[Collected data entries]
BEGIN

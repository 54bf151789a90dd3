//! Configuration loading
//!
//! Layers, lowest to highest precedence:
//!
//! 1. built-in defaults
//! 2. TOML file (`--config`, or `config.toml` in the user config directory)
//! 3. `PAIJOB_*` environment variables
//! 4. command-line flags

use anyhow::{Context, Result};
use config::{Config, Environment, File};
use paijob_core::PortalConfig;
use paijob_infra_store::default_session_path;
use std::path::{Path, PathBuf};
use tracing::debug;

const ENV_PREFIX: &str = "PAIJOB";
const DEFAULT_CONFIG_FILE: &str = "config.toml";

/// Values given on the command line
#[derive(Debug, Default)]
pub struct Overrides {
    pub rest_server_uri: Option<String>,
    pub launcher_scheduler: Option<String>,
}

/// Load from `config_path`, or from the default location if it exists
pub fn load(config_path: Option<&Path>, overrides: Overrides) -> Result<PortalConfig> {
    load_with_env(config_path, process_env(), overrides)
}

fn process_env() -> Environment {
    Environment::with_prefix(ENV_PREFIX).try_parsing(true)
}

fn load_with_env(
    config_path: Option<&Path>,
    env: Environment,
    overrides: Overrides,
) -> Result<PortalConfig> {
    let mut builder = Config::builder()
        .set_default("launcher_scheduler", "k8s")?
        .set_default("request_timeout_secs", 30)?;

    match config_path {
        Some(path) => {
            debug!(path = %path.display(), "Loading config file");
            builder = builder.add_source(File::from(path).required(true));
        }
        None => {
            if let Some(path) = default_config_path() {
                debug!(path = %path.display(), "Loading default config file if present");
                builder = builder.add_source(File::from(path).required(false));
            }
        }
    }

    builder = builder.add_source(env);

    if let Some(uri) = overrides.rest_server_uri {
        builder = builder.set_override("rest_server_uri", uri)?;
    }
    if let Some(scheduler) = overrides.launcher_scheduler {
        builder = builder.set_override("launcher_scheduler", scheduler)?;
    }

    builder
        .build()
        .context("Failed to read configuration")?
        .try_deserialize()
        .context("Invalid configuration")
}

/// Session file location: configured path (tilde-expanded) or the default
pub fn session_path(config: &PortalConfig) -> Result<PathBuf> {
    match &config.session_file {
        Some(path) => Ok(PathBuf::from(shellexpand::tilde(path).into_owned())),
        None => default_session_path().context("Cannot determine home directory for session file"),
    }
}

fn default_config_path() -> Option<PathBuf> {
    default_session_path().and_then(|p| p.parent().map(|dir| dir.join(DEFAULT_CONFIG_FILE)))
}
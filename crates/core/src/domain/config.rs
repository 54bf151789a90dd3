// Portal Configuration & Server Endpoint

use serde::{Deserialize, Serialize};
use std::time::Duration;
use thiserror::Error;
use url::Url;

/// Scheduler identifier that enables SKU-type lookups
pub const HIVED_SCHEDULER: &str = "hivedscheduler";

/// Path of the SKU-type endpoint, relative to the REST server base
pub const SKU_TYPES_PATH: &str = "/api/v2/cluster/sku-types";

const DEFAULT_REQUEST_TIMEOUT_SECS: u64 = 30;

/// Scheduler the cluster is running
#[derive(Debug, Clone, PartialEq, Eq, Serialize, Deserialize)]
#[serde(from = "String", into = "String")]
pub enum LauncherScheduler {
    Hived,
    Other(String),
}

impl LauncherScheduler {
    pub fn is_hived(&self) -> bool {
        matches!(self, LauncherScheduler::Hived)
    }

    pub fn as_str(&self) -> &str {
        match self {
            LauncherScheduler::Hived => HIVED_SCHEDULER,
            LauncherScheduler::Other(name) => name,
        }
    }
}

impl Default for LauncherScheduler {
    fn default() -> Self {
        LauncherScheduler::Other("k8s".to_string())
    }
}

impl From<String> for LauncherScheduler {
    fn from(s: String) -> Self {
        if s == HIVED_SCHEDULER {
            LauncherScheduler::Hived
        } else {
            LauncherScheduler::Other(s)
        }
    }
}

impl From<&str> for LauncherScheduler {
    fn from(s: &str) -> Self {
        LauncherScheduler::from(s.to_string())
    }
}

impl From<LauncherScheduler> for String {
    fn from(s: LauncherScheduler) -> Self {
        s.as_str().to_string()
    }
}

impl std::fmt::Display for LauncherScheduler {
    fn fmt(&self, f: &mut std::fmt::Formatter<'_>) -> std::fmt::Result {
        write!(f, "{}", self.as_str())
    }
}

/// Why a REST server endpoint could not be resolved
#[derive(Debug, Error)]
pub enum EndpointError {
    #[error("no REST server configured (set rest_server_uri)")]
    Missing,

    #[error("invalid REST server URI: {0}")]
    Parse(#[from] url::ParseError),

    /// Portal is served over https but the REST server is plain http
    #[error("REST server {0} is plain http but the portal requires https")]
    InsecureBase(Url),
}

/// Settings read once at startup
#[derive(Debug, Clone, Serialize, Deserialize)]
pub struct PortalConfig {
    /// REST server URI, absolute or relative to `webportal_url`
    #[serde(default)]
    pub rest_server_uri: String,

    #[serde(default)]
    pub launcher_scheduler: LauncherScheduler,

    /// Address the portal is served from
    #[serde(default)]
    pub webportal_url: Option<String>,

    #[serde(default = "default_request_timeout_secs")]
    pub request_timeout_secs: u64,

    /// Where the session (user + token) is persisted
    #[serde(default)]
    pub session_file: Option<String>,
}

fn default_request_timeout_secs() -> u64 {
    DEFAULT_REQUEST_TIMEOUT_SECS
}

impl PortalConfig {
    pub fn new(rest_server_uri: impl Into<String>) -> Self {
        Self {
            rest_server_uri: rest_server_uri.into(),
            launcher_scheduler: LauncherScheduler::default(),
            webportal_url: None,
            request_timeout_secs: DEFAULT_REQUEST_TIMEOUT_SECS,
            session_file: None,
        }
    }

    pub fn endpoint(&self) -> Result<ServerEndpoint, EndpointError> {
        ServerEndpoint::resolve(&self.rest_server_uri, self.webportal_url.as_deref())
    }

    pub fn request_timeout(&self) -> Duration {
        Duration::from_secs(self.request_timeout_secs)
    }
}

/// Absolute REST server base plus the transport it must be reached over
#[derive(Debug, Clone, PartialEq, Eq)]
pub struct ServerEndpoint {
    base: Url,
    https: bool,
}

impl ServerEndpoint {
    /// Resolve `rest_server_uri` against the portal address.
    ///
    /// `https` follows the portal's scheme when one is known, otherwise the
    /// REST URI's own scheme. An https portal cannot use a plain-http base.
    pub fn resolve(
        rest_server_uri: &str,
        webportal_url: Option<&str>,
    ) -> Result<Self, EndpointError> {
        if rest_server_uri.trim().is_empty() {
            return Err(EndpointError::Missing);
        }

        let (base, https) = match webportal_url {
            Some(portal) => {
                let portal = Url::parse(portal)?;
                let base = portal.join(rest_server_uri)?;
                (base, portal.scheme() == "https")
            }
            None => {
                let base = Url::parse(rest_server_uri)?;
                let https = base.scheme() == "https";
                (base, https)
            }
        };

        if https && base.scheme() != "https" {
            return Err(EndpointError::InsecureBase(base));
        }

        Ok(Self { base, https })
    }

    pub fn base(&self) -> &Url {
        &self.base
    }

    pub fn https(&self) -> bool {
        self.https
    }

    /// Join `path` onto the base with exactly one `/` between them
    pub fn join(&self, path: &str) -> String {
        format!(
            "{}/{}",
            self.base.as_str().trim_end_matches('/'),
            path.trim_start_matches('/')
        )
    }

    pub fn url(&self, path: &str) -> Result<Url, url::ParseError> {
        Url::parse(&self.join(path))
    }

    /// `{base}/api/v2/cluster/sku-types?vc={virtual_cluster}`
    pub fn sku_types_url(&self, virtual_cluster: &str) -> Result<Url, url::ParseError> {
        let mut url = self.url(SKU_TYPES_PATH)?;
        url.query_pairs_mut().append_pair("vc", virtual_cluster);
        Ok(url)
    }
}

#[cfg(test)]
mod tests {
    use super::*;

    #[test]
    fn test_scheduler_from_string() {
        assert_eq!(LauncherScheduler::from("hivedscheduler"), LauncherScheduler::Hived);
        assert_eq!(
            LauncherScheduler::from("yarn"),
            LauncherScheduler::Other("yarn".to_string())
        );
        assert!(!LauncherScheduler::from("HivedScheduler").is_hived());
    }

    #[test]
    fn test_config_deserialize_defaults() {
        let config: PortalConfig =
            serde_json::from_str(r#"{"rest_server_uri":"http://10.0.0.1:9186"}"#).unwrap();

        assert_eq!(config.launcher_scheduler, LauncherScheduler::default());
        assert_eq!(config.request_timeout(), Duration::from_secs(30));
        assert!(config.webportal_url.is_none());
    }

    #[test]
    fn test_config_deserialize_hived() {
        let config: PortalConfig = serde_json::from_str(
            r#"{"rest_server_uri":"/rest-server","launcher_scheduler":"hivedscheduler"}"#,
        )
        .unwrap();

        assert!(config.launcher_scheduler.is_hived());
    }

    #[test]
    fn test_resolve_absolute_uri() {
        let endpoint = ServerEndpoint::resolve("http://10.0.0.1:9186", None).unwrap();
        assert_eq!(endpoint.join("/api/v2/jobs"), "http://10.0.0.1:9186/api/v2/jobs");
        assert!(!endpoint.https());
    }

    #[test]
    fn test_resolve_relative_uri_against_portal() {
        let endpoint =
            ServerEndpoint::resolve("/rest-server", Some("https://pai.example.com/job-submit.html"))
                .unwrap();

        assert_eq!(endpoint.base().as_str(), "https://pai.example.com/rest-server");
        assert!(endpoint.https());
    }

    #[test]
    fn test_absolute_uri_wins_over_portal() {
        let endpoint =
            ServerEndpoint::resolve("http://rest:9186/", Some("http://pai.example.com/")).unwrap();

        assert_eq!(endpoint.base().as_str(), "http://rest:9186/");
        assert!(!endpoint.https());
    }

    #[test]
    fn test_https_portal_rejects_plain_http_base() {
        let err = ServerEndpoint::resolve("http://rest:9186/", Some("https://pai.example.com/"))
            .unwrap_err();

        assert!(
            matches!(err, EndpointError::InsecureBase(ref url) if url.as_str() == "http://rest:9186/")
        );
        assert!(err.to_string().contains("requires https"));
    }

    #[test]
    fn test_https_portal_accepts_https_base() {
        let endpoint =
            ServerEndpoint::resolve("https://rest:9186/", Some("https://pai.example.com/"))
                .unwrap();

        assert!(endpoint.https());
    }

    #[test]
    fn test_empty_uri_is_missing() {
        let config = PortalConfig::new("");
        assert!(matches!(config.endpoint(), Err(EndpointError::Missing)));
    }

    #[test]
    fn test_config_without_server_deserializes() {
        let config: PortalConfig =
            serde_json::from_str(r#"{"session_file":"/tmp/s.json"}"#).unwrap();
        assert!(config.rest_server_uri.is_empty());
    }

    #[test]
    fn test_relative_uri_without_portal_fails() {
        assert!(matches!(
            ServerEndpoint::resolve("/rest-server", None),
            Err(EndpointError::Parse(_))
        ));
    }

    #[test]
    fn test_join_normalizes_slashes() {
        let endpoint = ServerEndpoint::resolve("http://host/rest-server/", None).unwrap();
        assert_eq!(endpoint.join("api/v2/users/a"), "http://host/rest-server/api/v2/users/a");
        assert_eq!(endpoint.join("/api/v2/users/a"), "http://host/rest-server/api/v2/users/a");
    }

    #[test]
    fn test_sku_types_url() {
        let endpoint = ServerEndpoint::resolve("http://10.0.0.1:9186", None).unwrap();
        let url = endpoint.sku_types_url("vc1").unwrap();
        assert_eq!(url.as_str(), "http://10.0.0.1:9186/api/v2/cluster/sku-types?vc=vc1");
    }

    #[test]
    fn test_sku_types_url_encodes_query() {
        let endpoint = ServerEndpoint::resolve("http://host", None).unwrap();
        let url = endpoint.sku_types_url("a&b").unwrap();
        assert_eq!(url.as_str(), "http://host/api/v2/cluster/sku-types?vc=a%26b");
    }
}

END

Task objective — Restate word for word the entries above, starting at the line with "const ENV_PREFIX: &str" and ending at the line with "if let Some(path)", inclusive, and no others.

Written reply —
const ENV_PREFIX: &str = "PAIJOB";
const DEFAULT_CONFIG_FILE: &str = "config.toml";

/// Values given on the command line
#[derive(Debug, Default)]
pub struct Overrides {
    pub rest_server_uri: Option<String>,
    pub launcher_scheduler: Option<String>,
}

/// Load from `config_path`, or from the default location if it exists
pub fn load(config_path: Option<&Path>, overrides: Overrides) -> Result<PortalConfig> {
    load_with_env(config_path, process_env(), overrides)
}

fn process_env() -> Environment {
    Environment::with_prefix(ENV_PREFIX).try_parsing(true)
}

fn load_with_env(
    config_path: Option<&Path>,
    env: Environment,
    overrides: Overrides,
) -> Result<PortalConfig> {
    let mut builder = Config::builder()
        .set_default("launcher_scheduler", "k8s")?
        .set_default("request_timeout_secs", 30)?;

    match config_path {
        Some(path) => {
            debug!(path = %path.display(), "Loading config file");
            builder = builder.add_source(File::from(path).required(true));
        }
        None => {
            if let Some(path) = default_config_path() {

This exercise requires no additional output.